- [What you will do]:
Where the word "weights" shows up in the entries below, please copy the whole line.

Dataset records:
+---+
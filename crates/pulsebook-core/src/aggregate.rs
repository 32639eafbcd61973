//! Aggregation of classified records into series.
//!
//! Daily metrics are summed per calendar date and rounded once the pass is
//! complete. Point-sample metrics keep every reading, each rounded as it is
//! recorded.

use std::collections::BTreeMap;

use pulsebook_types::{HealthDataset, Metric, SeriesPoint, SeriesShape, WorkoutRecord, date_part};

use crate::classify::Observation;

/// Accumulates observations for every metric.
#[derive(Debug, Default)]
pub struct Aggregator {
    totals: BTreeMap<Metric, BTreeMap<String, f64>>,
    samples: BTreeMap<Metric, Vec<SeriesPoint>>,
}

impl Aggregator {
    /// Create an empty aggregator.
    pub fn new() -> Self {
        Self::default()
    }

    /// Fold one observation into its series.
    pub fn add(&mut self, observation: &Observation<'_>) {
        let metric = observation.metric;
        match metric.shape() {
            SeriesShape::Daily => {
                let date = date_part(observation.timestamp);
                *self
                    .totals
                    .entry(metric)
                    .or_default()
                    .entry(date.to_string())
                    .or_insert(0.0) += observation.value;
            }
            SeriesShape::Sample => {
                self.samples.entry(metric).or_default().push(SeriesPoint::new(
                    observation.key(),
                    metric.round_export_value(observation.value),
                ));
            }
        }
    }

    /// Number of points currently held for a metric.
    pub fn len(&self, metric: Metric) -> usize {
        match metric.shape() {
            SeriesShape::Daily => self.totals.get(&metric).map_or(0, BTreeMap::len),
            SeriesShape::Sample => self.samples.get(&metric).map_or(0, Vec::len),
        }
    }

    /// Round daily totals and emit the sorted dataset.
    pub fn finish(self, workouts: Vec<WorkoutRecord>) -> HealthDataset {
        let mut dataset = HealthDataset::new();

        for (metric, by_date) in self.totals {
            let points = by_date
                .into_iter()
                .map(|(date, total)| SeriesPoint::new(date, metric.round_export_value(total)))
                .collect();
            dataset.set_series(metric, points);
        }

        for (metric, points) in self.samples {
            dataset.set_series(metric, points);
        }

        dataset.set_workouts(workouts);
        dataset
    }
}

#[cfg(test)]
mod tests {
    use super::*;

    fn obs(metric: Metric, timestamp: &str, value: f64) -> Observation<'_> {
        Observation {
            metric,
            timestamp,
            value,
        }
    }

    #[test]
    fn test_daily_sum_per_date() {
        let mut agg = Aggregator::new();
        agg.add(&obs(Metric::Steps, "2024-01-15 08:00:00 -0500", 1200.0));
        agg.add(&obs(Metric::Steps, "2024-01-15 12:00:00 -0500", 800.4));
        agg.add(&obs(Metric::Steps, "2024-01-14 12:00:00 -0500", 50.0));

        let dataset = agg.finish(Vec::new());
        let steps = dataset.series(Metric::Steps);
        assert_eq!(steps.len(), 2);
        assert_eq!(steps[0], SeriesPoint::new("2024-01-14", 50.0));
        assert_eq!(steps[1], SeriesPoint::new("2024-01-15", 2000.0));
    }

    #[test]
    fn test_daily_rounding_applies_after_sum() {
        let mut agg = Aggregator::new();
        agg.add(&obs(Metric::Distance, "2024-01-15 08:00:00 -0500", 0.004));
        agg.add(&obs(Metric::Distance, "2024-01-15 09:00:00 -0500", 0.004));

        let dataset = agg.finish(Vec::new());
        assert_eq!(dataset.series(Metric::Distance)[0].value, 0.01);
    }

    #[test]
    fn test_sleep_intervals_accumulate() {
        let mut agg = Aggregator::new();
        agg.add(&obs(Metric::Sleep, "2024-01-15 00:00:00 -0500", 3.0));
        agg.add(&obs(Metric::Sleep, "2024-01-15 03:30:00 -0500", 4.5));

        let dataset = agg.finish(Vec::new());
        assert_eq!(dataset.series(Metric::Sleep), &[SeriesPoint::new("2024-01-15", 7.5)]);
    }

    #[test]
    fn test_samples_keep_every_reading() {
        let mut agg = Aggregator::new();
        agg.add(&obs(Metric::Weight, "2024-01-15 07:00:00 -0500", 80.04));
        agg.add(&obs(Metric::Weight, "2024-01-15 19:00:00 -0500", 80.96));

        assert_eq!(agg.len(Metric::Weight), 2);
        let dataset = agg.finish(Vec::new());
        let weights: Vec<_> = dataset.series(Metric::Weight).iter().map(|p| p.value).collect();
        assert_eq!(weights, vec![80.0, 81.0]);
    }

    #[test]
    fn test_heart_rate_sorted_by_full_timestamp() {
        let mut agg = Aggregator::new();
        agg.add(&obs(Metric::HeartRate, "2024-01-15 12:00:00 -0500", 80.0));
        agg.add(&obs(Metric::HeartRate, "2024-01-15 08:00:00 -0500", 61.6));

        let dataset = agg.finish(Vec::new());
        let hr = dataset.series(Metric::HeartRate);
        assert_eq!(hr[0], SeriesPoint::new("2024-01-15 08:00:00 -0500", 62.0));
        assert_eq!(hr[1].key, "2024-01-15 12:00:00 -0500");
    }

    #[test]
    fn test_untouched_metrics_are_empty() {
        let dataset = Aggregator::new().finish(Vec::new());
        assert!(dataset.is_empty());
    }
}
//! Show command - print stored series.

use std::path::Path;

use anyhow::{Context, Result};
use pulsebook_store::DatasetQuery;
use pulsebook_types::{HealthDataset, Metric};

use crate::cli::{OutputArgs, OutputFormat};
use crate::config::{Config, resolve_days};
use crate::format::{format_dataset_json, format_dataset_text};
use super::open_if_exists;

/// Build the query for `show` from its arguments.
pub(crate) fn build_query(days: Option<u32>, metrics: &[Metric]) -> DatasetQuery {
    let mut query = DatasetQuery::new();
    if let Some(days) = days {
        query = query.days_back(days);
    }
    for metric in metrics {
        query = query.metric(*metric);
    }
    query
}

/// Execute the show command.
pub fn cmd_show(
    days: Option<u32>,
    all: bool,
    metrics: &[Metric],
    output: &OutputArgs,
    db_path: &Path,
    config: &Config,
) -> Result<()> {
    let query = build_query(resolve_days(days, all, config), metrics);

    let (dataset, last_sync) = match open_if_exists(db_path)? {
        Some(store) => (
            store.load_dataset(&query).context("Failed to load health data")?,
            store.last_sync_date()?.map(|d| d.to_string()),
        ),
        None => (HealthDataset::new(), None),
    };

    match output.resolve_format(config) {
        OutputFormat::Json => {
            print!(
                "{}",
                format_dataset_json(&dataset, last_sync.as_deref(), output.compact)?
            );
        }
        OutputFormat::Text => print!("{}", format_dataset_text(&dataset, last_sync.as_deref())),
    }

    Ok(())
}
//! DHT configuration
//!
//! All tunables live in [`DhtConfig`]. Every field has a serde default so a
//! partial TOML section deserializes into a complete configuration.

use crate::db::diversify::DiversificationPolicy;
use crate::error::DhtError;
use ed25519_dalek::VerifyingKey;
use serde::{Deserialize, Serialize};
use std::net::SocketAddr;
use std::time::Duration;

/// Bucket capacity (Kademlia K)
pub const DEFAULT_K: usize = 20;

/// Split depth granularity
pub const DEFAULT_B: usize = 5;

/// Parallel requests per lookup
pub const DEFAULT_ALPHA: usize = 5;

/// Hard upper bound on value lifetime
pub const MAX_VALUE_LIFETIME: Duration = Duration::from_secs(3 * 24 * 60 * 60);

/// HTTP tunnel to a seed node that cannot be reached over UDP
#[derive(Debug, Clone, PartialEq, Eq, Serialize, Deserialize)]
pub struct TunnelConfig {
    /// UDP address of the seed; FIND_NODE requests to it use the tunnel
    pub seed: SocketAddr,
    /// HTTP endpoint accepting `?data=<base32 packet>`
    pub url: String,
}

/// DHT configuration
#[derive(Debug, Clone, PartialEq, Serialize, Deserialize)]
#[serde(default)]
pub struct DhtConfig {
    /// Logical network id written on every packet
    pub network: u32,
    /// UDP bind address
    pub bind_addr: SocketAddr,
    /// Address advertised to other nodes, if different from the bind address
    pub external_addr: Option<SocketAddr>,
    /// Bootstrap node addresses
    pub bootstrap: Vec<SocketAddr>,
    /// Optional HTTP tunnel to a seed node
    pub tunnel: Option<TunnelConfig>,

    /// Bucket capacity
    pub k: usize,
    /// Split depth granularity
    pub b: usize,
    /// Replacement cache size per bucket
    pub max_replacements: usize,
    /// Outstanding requests per lookup
    pub alpha: usize,
    /// Lookups allowed to run at once
    pub max_concurrent_lookups: usize,
    /// Failures before a contact that has answered before is evicted
    pub max_fails_live: u32,
    /// Failures before a never-answered contact is evicted
    pub max_fails_unknown: u32,

    /// RPC timeout in milliseconds
    pub rpc_timeout_ms: u64,
    /// Low-priority RPCs allowed in flight per transport
    pub max_low_priority_outstanding: usize,

    /// Interval at which originators republish their values
    pub original_republish_secs: u64,
    /// Interval at which cache holders re-propagate values
    pub cache_republish_secs: u64,
    /// Closest non-holders that receive a copy after a successful get
    pub cache_at_closest_n: usize,
    /// Expiry sweep interval
    pub expiry_check_secs: u64,
    /// Router maintenance tick
    pub router_tick_secs: u64,
    /// Untouched buckets are refreshed after this long
    pub bucket_refresh_secs: u64,
    /// Contacts silent for this long become ping candidates
    pub ping_stale_secs: u64,

    /// Alien-detection window rotation period
    pub alien_window_secs: u64,
    /// Cells per alien-detection filter
    pub alien_window_cells: usize,

    /// Remote value storage limit in bytes
    pub max_db_bytes: usize,
    /// Values accepted per source address and key within one window
    pub max_values_per_source: u32,
    /// Diversification thresholds
    pub diversification: DiversificationPolicy,
    /// Hex ed25519 public key allowed to sign key-blocks
    pub key_block_authority: Option<String>,

    /// Contacts written by state export
    pub max_export_contacts: usize,
}

impl Default for DhtConfig {
    fn default() -> Self {
        Self {
            network: 0,
            bind_addr: SocketAddr::from(([0, 0, 0, 0], 6881)),
            external_addr: None,
            bootstrap: Vec::new(),
            tunnel: None,
            k: DEFAULT_K,
            b: DEFAULT_B,
            max_replacements: 5,
            alpha: DEFAULT_ALPHA,
            max_concurrent_lookups: 10,
            max_fails_live: 3,
            max_fails_unknown: 1,
            rpc_timeout_ms: 10_000,
            max_low_priority_outstanding: 64,
            original_republish_secs: 8 * 60 * 60,
            cache_republish_secs: 30 * 60,
            cache_at_closest_n: 1,
            expiry_check_secs: 60,
            router_tick_secs: 10,
            bucket_refresh_secs: 15 * 60,
            ping_stale_secs: 5 * 60,
            alien_window_secs: 10 * 60,
            alien_window_cells: 32_000,
            max_db_bytes: 4 * 1024 * 1024,
            max_values_per_source: 8,
            diversification: DiversificationPolicy::default(),
            key_block_authority: None,
            max_export_contacts: 256,
        }
    }
}

impl DhtConfig {
    /// RPC timeout
    #[must_use]
    pub fn rpc_timeout(&self) -> Duration {
        Duration::from_millis(self.rpc_timeout_ms)
    }

    /// Original republish interval
    #[must_use]
    pub fn original_republish_interval(&self) -> Duration {
        Duration::from_secs(self.original_republish_secs)
    }

    /// Cache republish interval
    #[must_use]
    pub fn cache_republish_interval(&self) -> Duration {
        Duration::from_secs(self.cache_republish_secs)
    }

    /// Expiry sweep interval
    #[must_use]
    pub fn expiry_check_interval(&self) -> Duration {
        Duration::from_secs(self.expiry_check_secs)
    }

    /// Router maintenance tick
    #[must_use]
    pub fn router_tick(&self) -> Duration {
        Duration::from_secs(self.router_tick_secs)
    }

    /// Bucket refresh interval
    #[must_use]
    pub fn bucket_refresh_interval(&self) -> Duration {
        Duration::from_secs(self.bucket_refresh_secs)
    }

    /// Silence after which a contact is worth pinging
    #[must_use]
    pub fn ping_stale_after(&self) -> Duration {
        Duration::from_secs(self.ping_stale_secs)
    }

    /// Alien-detection window period
    #[must_use]
    pub fn alien_window_period(&self) -> Duration {
        Duration::from_secs(self.alien_window_secs)
    }

    /// Parse the configured key-block authority key
    ///
    /// # Errors
    ///
    /// Returns `DhtError::InvalidConfig` if the key is not 32 hex-encoded
    /// bytes of a valid ed25519 point
    pub fn key_block_authority(&self) -> Result<Option<VerifyingKey>, DhtError> {
        let Some(hex_key) = &self.key_block_authority else {
            return Ok(None);
        };
        let bytes: [u8; 32] = hex::decode(hex_key)
            .ok()
            .and_then(|b| b.try_into().ok())
            .ok_or_else(|| DhtError::InvalidConfig("key_block_authority must be 32 hex bytes".into()))?;
        VerifyingKey::from_bytes(&bytes)
            .map(Some)
            .map_err(|e| DhtError::InvalidConfig(format!("key_block_authority: {e}").into()))
    }

    /// Validate configuration
    ///
    /// # Errors
    ///
    /// Returns `DhtError::InvalidConfig` describing the first invalid field
    pub fn validate(&self) -> Result<(), DhtError> {
        if self.k == 0 {
            return Err(DhtError::InvalidConfig("k must be at least 1".into()));
        }
        if self.b == 0 {
            return Err(DhtError::InvalidConfig("b must be at least 1".into()));
        }
        if self.alpha == 0 {
            return Err(DhtError::InvalidConfig("alpha must be at least 1".into()));
        }
        if self.max_concurrent_lookups == 0 {
            return Err(DhtError::InvalidConfig(
                "max_concurrent_lookups must be at least 1".into(),
            ));
        }
        if self.rpc_timeout_ms == 0 {
            return Err(DhtError::InvalidConfig("rpc_timeout_ms must be non-zero".into()));
        }
        if self.max_low_priority_outstanding == 0 {
            return Err(DhtError::InvalidConfig(
                "max_low_priority_outstanding must be at least 1".into(),
            ));
        }
        if self.alien_window_cells == 0 || self.alien_window_secs == 0 {
            return Err(DhtError::InvalidConfig("alien window must be non-empty".into()));
        }
        if let Some(tunnel) = &self.tunnel {
            if !tunnel.url.starts_with("http://") && !tunnel.url.starts_with("https://") {
                return Err(DhtError::InvalidConfig(
                    format!("tunnel url must be http(s): {}", tunnel.url).into(),
                ));
            }
        }
        self.key_block_authority()?;
        Ok(())
    }
}

#[cfg(test)]
mod tests {
    use super::*;

    #[test]
    fn test_default_config_is_valid() {
        let config = DhtConfig::default();
        assert!(config.validate().is_ok());
        assert_eq!(config.k, DEFAULT_K);
        assert_eq!(config.rpc_timeout(), Duration::from_secs(10));
    }

    #[test]
    fn test_invalid_values_rejected() {
        let config = DhtConfig {
            k: 0,
            ..DhtConfig::default()
        };
        assert!(matches!(config.validate(), Err(DhtError::InvalidConfig(_))));

        let config = DhtConfig {
            tunnel: Some(TunnelConfig {
                seed: "192.0.2.1:6881".parse().unwrap(),
                url: "ftp://seed".to_string(),
            }),
            ..DhtConfig::default()
        };
        assert!(config.validate().is_err());
    }

    #[test]
    fn test_key_block_authority_parsing() {
        let config = DhtConfig {
            key_block_authority: Some("abcd".to_string()),
            ..DhtConfig::default()
        };
        assert!(config.key_block_authority().is_err());

        let signing = ed25519_dalek::SigningKey::from_bytes(&[7u8; 32]);
        let config = DhtConfig {
            key_block_authority: Some(hex::encode(signing.verifying_key().to_bytes())),
            ..DhtConfig::default()
        };
        assert_eq!(
            config.key_block_authority().unwrap(),
            Some(signing.verifying_key())
        );
    }
}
+---+
- [Answer section]:
        let weights: Vec<_> = dataset.series(Metric::Weight).iter().map(|p| p.value).collect();
        assert_eq!(weights, vec![80.0, 81.0]);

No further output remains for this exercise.